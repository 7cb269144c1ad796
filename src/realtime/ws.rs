// Realtime notifications endpoint.
//
// Each connection runs two tasks: this reader and a spawned writer. They
// share nothing but the bounded outbound channel and the shutdown signal, so
// cancelling either side (or the router closing a slow consumer) tears the
// whole connection down without blocking the registry.

use axum::{
    extract::{
        ws::{CloseFrame, Message, Utf8Bytes, WebSocket, WebSocketUpgrade},
        Query, State,
    },
    http::HeaderMap,
    response::Response,
};
use futures_util::{SinkExt, StreamExt};
use serde::Deserialize;
use std::sync::Arc;
use std::time::Duration;
use tokio::sync::{mpsc, watch};
use tracing::{debug, warn};
use uuid::Uuid;

use crate::{
    app::AppState,
    middleware::auth::CurrentUser,
    middleware::auth_middleware::bearer_token,
    models::conversation::Conversation,
    realtime::frames::{
        post_topic, ClientFrame, PresenceChangedData, PresenceEntry, PresenceSnapshotData,
        ServerFrame, TypingIndicatorData,
    },
    realtime::registry::Connection,
    realtime::router::Target,
};

/// Maximum inbound frame and message size: 1 MiB
pub const MAX_FRAME_BYTES: usize = 1_048_576;

/// Server ping period
pub const PING_PERIOD: Duration = Duration::from_secs(60);

/// How long after a ping an idle peer may stay silent before being dropped
pub const PONG_TIMEOUT: Duration = Duration::from_secs(15);

/// Close code for a failed handshake authentication
pub const AUTH_FAILED_CLOSE_CODE: u16 = 4401;

#[derive(Debug, Deserialize)]
pub struct WsAuthQuery {
    /// Browser WebSocket clients cannot set Authorization headers; they pass
    /// the access credential here instead.
    token: Option<String>,
}

/// GET /v1/notifications/ws - authenticated upgrade into the realtime fabric
pub async fn notifications_ws(
    ws: WebSocketUpgrade,
    State(state): State<AppState>,
    headers: HeaderMap,
    Query(query): Query<WsAuthQuery>,
) -> Response {
    let token = bearer_token(&headers)
        .map(str::to_string)
        .or(query.token);

    let user = token
        .and_then(|t| state.token_service.verify_access(&t).ok())
        .and_then(|claims| CurrentUser::from_claims(&claims));

    let ws = ws
        .max_message_size(MAX_FRAME_BYTES)
        .max_frame_size(MAX_FRAME_BYTES);

    match user {
        Some(user) => ws.on_upgrade(move |socket| handle_socket(socket, state, user)),
        None => ws.on_upgrade(reject_socket),
    }
}

/// Accept the upgrade only to deliver a policy-violation close code
async fn reject_socket(mut socket: WebSocket) {
    let _ = socket
        .send(Message::Close(Some(CloseFrame {
            code: AUTH_FAILED_CLOSE_CODE,
            reason: "authentication failed".into(),
        })))
        .await;
}

/// Serialize and enqueue a frame onto this connection's writer.
/// Reply frames share the same bounded buffer as routed events.
fn send_frame(conn: &Arc<Connection>, frame: &ServerFrame) {
    match serde_json::to_string(frame) {
        Ok(json) => {
            let _ = conn.enqueue(Arc::from(json));
        },
        Err(e) => warn!("Failed to serialize frame: {}", e),
    }
}

/// Conversation peers of a user, empty on lookup failure
async fn conversation_peers(state: &AppState, user_id: Uuid) -> Vec<Uuid> {
    let mut conn = match state.diesel_pool.get().await {
        Ok(conn) => conn,
        Err(e) => {
            warn!("Peer lookup failed, presence fan-out degraded: {}", e);
            return Vec::new();
        },
    };

    match Conversation::peer_ids_for_user(&mut conn, user_id).await {
        Ok(peers) => peers,
        Err(e) => {
            warn!("Peer lookup failed, presence fan-out degraded: {}", e);
            Vec::new()
        },
    }
}

async fn handle_socket(socket: WebSocket, state: AppState, user: CurrentUser) {
    let (connection, outbound_rx, shutdown_rx) = Connection::new(user.user_id);
    let conn_id = connection.id;

    let (ws_sender, mut ws_receiver) = socket.split();

    let writer_conn = Arc::clone(&connection);
    let writer = tokio::spawn(write_loop(ws_sender, outbound_rx, shutdown_rx, writer_conn));

    let registry = state.event_router.registry().clone();
    let first_connection = matches!(
        registry.add_connection(Arc::clone(&connection)),
        crate::realtime::registry::PresenceTransition::Changed
    );

    send_frame(
        &connection,
        &ServerFrame::Connected {
            user_id: user.user_id,
        },
    );

    // The snapshot is always sent, even when the peer list is empty, so
    // clients can initialize their presence view unconditionally.
    let peers = conversation_peers(&state, user.user_id).await;
    let now_ms = chrono::Utc::now().timestamp_millis();
    send_frame(
        &connection,
        &ServerFrame::PresenceSnapshot {
            data: PresenceSnapshotData {
                users: peers
                    .iter()
                    .map(|peer| PresenceEntry {
                        user_id: *peer,
                        is_online: registry.is_user_online(*peer),
                        timestamp: now_ms,
                    })
                    .collect(),
            },
        },
    );

    if first_connection && !peers.is_empty() {
        state.event_router.publish(
            Target::UserSet(peers.clone()),
            ServerFrame::UserPresenceChanged {
                data: PresenceChangedData {
                    user_id: user.user_id,
                    is_online: true,
                    timestamp: now_ms,
                },
            },
        );
    }

    debug!(connection_id = %conn_id, user_id = %user.user_id, "Realtime connection opened");

    while let Some(message) = ws_receiver.next().await {
        match message {
            Ok(Message::Text(text)) => {
                connection.touch();
                handle_client_frame(&state, &connection, &user, text.as_str()).await;
            },
            Ok(Message::Ping(_)) | Ok(Message::Pong(_)) => {
                connection.touch();
            },
            Ok(Message::Binary(_)) => {
                connection.touch();
                send_frame(
                    &connection,
                    &ServerFrame::Error {
                        message: "binary frames are not supported".to_string(),
                    },
                );
            },
            Ok(Message::Close(_)) => break,
            Err(e) => {
                debug!(connection_id = %conn_id, "WebSocket read error: {}", e);
                break;
            },
        }
    }

    // Teardown runs on every exit path: drop out of the registry first, then
    // fan out the offline transition if this was the last device.
    connection.close();
    let went_offline = matches!(
        registry.remove_connection(conn_id),
        Some((_, crate::realtime::registry::PresenceTransition::Changed))
    );

    if went_offline {
        let mut peers_now = conversation_peers(&state, user.user_id).await;
        if peers_now.is_empty() {
            peers_now = peers;
        }
        if !peers_now.is_empty() {
            state.event_router.publish(
                Target::UserSet(peers_now),
                ServerFrame::UserPresenceChanged {
                    data: PresenceChangedData {
                        user_id: user.user_id,
                        is_online: false,
                        timestamp: chrono::Utc::now().timestamp_millis(),
                    },
                },
            );
        }
    }

    let _ = writer.await;
    debug!(connection_id = %conn_id, user_id = %user.user_id, "Realtime connection closed");
}

/// Outbound half: drains the bounded channel, pings on schedule, and watches
/// for the shutdown signal and dead peers.
async fn write_loop(
    mut ws_sender: futures_util::stream::SplitSink<WebSocket, Message>,
    mut outbound_rx: mpsc::Receiver<Arc<str>>,
    mut shutdown_rx: watch::Receiver<bool>,
    connection: Arc<Connection>,
) {
    let mut ping = tokio::time::interval(PING_PERIOD);
    ping.set_missed_tick_behavior(tokio::time::MissedTickBehavior::Delay);
    // The first tick completes immediately
    ping.tick().await;

    loop {
        tokio::select! {
            maybe_payload = outbound_rx.recv() => {
                match maybe_payload {
                    Some(payload) => {
                        if ws_sender
                            .send(Message::Text(Utf8Bytes::from(payload.to_string())))
                            .await
                            .is_err()
                        {
                            break;
                        }
                    },
                    None => break,
                }
            },
            _ = ping.tick() => {
                let idle_ms = chrono::Utc::now().timestamp_millis() - connection.last_activity_ms();
                if idle_ms > (PING_PERIOD + PONG_TIMEOUT).as_millis() as i64 {
                    debug!(connection_id = %connection.id, "Peer silent past pong timeout, closing");
                    let _ = ws_sender.send(Message::Close(None)).await;
                    break;
                }
                if ws_sender.send(Message::Ping(Vec::new().into())).await.is_err() {
                    break;
                }
            },
            changed = shutdown_rx.changed() => {
                if changed.is_err() || *shutdown_rx.borrow() {
                    let _ = ws_sender.send(Message::Close(None)).await;
                    break;
                }
            },
        }
    }
}

/// Dispatch one inbound client frame
async fn handle_client_frame(
    state: &AppState,
    connection: &Arc<Connection>,
    user: &CurrentUser,
    raw: &str,
) {
    let frame = match serde_json::from_str::<ClientFrame>(raw) {
        Ok(frame) => frame,
        Err(e) => {
            debug!(user_id = %user.user_id, "Malformed client frame: {}", e);
            send_frame(
                connection,
                &ServerFrame::Error {
                    message: "unrecognized frame".to_string(),
                },
            );
            return;
        },
    };

    let registry = state.event_router.registry();

    match frame {
        ClientFrame::Ping => {
            send_frame(connection, &ServerFrame::Pong);
        },
        ClientFrame::SubscribePost { post_id } => {
            registry.subscribe(connection.id, post_topic(post_id));
            send_frame(connection, &ServerFrame::Subscribed { post_id });
        },
        ClientFrame::UnsubscribePost { post_id } => {
            registry.unsubscribe(connection.id, &post_topic(post_id));
            send_frame(connection, &ServerFrame::Unsubscribed { post_id });
        },
        ClientFrame::Typing { conversation_id } => {
            forward_typing(state, user, conversation_id, true).await;
        },
        ClientFrame::StopTyping { conversation_id } => {
            forward_typing(state, user, conversation_id, false).await;
        },
    }
}

/// Forward a typing transition to the other participant, if the sender is
/// actually part of the conversation. Forwarding is transparent; no
/// server-side debounce.
async fn forward_typing(
    state: &AppState,
    user: &CurrentUser,
    conversation_id: Uuid,
    is_typing: bool,
) {
    let mut conn = match state.diesel_pool.get().await {
        Ok(conn) => conn,
        Err(e) => {
            warn!("Conversation lookup failed for typing indicator: {}", e);
            return;
        },
    };

    let conversation = match Conversation::find_by_id(&mut conn, conversation_id).await {
        Ok(Some(conversation)) => conversation,
        Ok(None) => return,
        Err(e) => {
            warn!("Conversation lookup failed for typing indicator: {}", e);
            return;
        },
    };

    let Some(peer) = conversation.peer_of(user.user_id) else {
        debug!(user_id = %user.user_id, conversation_id = %conversation_id,
            "Typing frame for a conversation the user is not part of");
        return;
    };

    state.event_router.publish(
        Target::User(peer),
        ServerFrame::TypingIndicator {
            data: TypingIndicatorData {
                conversation_id,
                user_id: user.user_id,
                is_typing,
                timestamp: chrono::Utc::now().timestamp_millis(),
            },
        },
    );
}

= = = = = = =

Give every line of the material that includes the string "bounded".

// share nothing but the bounded outbound channel and the shutdown signal, so
/// Reply frames share the same bounded buffer as routed events.
/// Outbound half: drains the bounded channel, pings on schedule, and watches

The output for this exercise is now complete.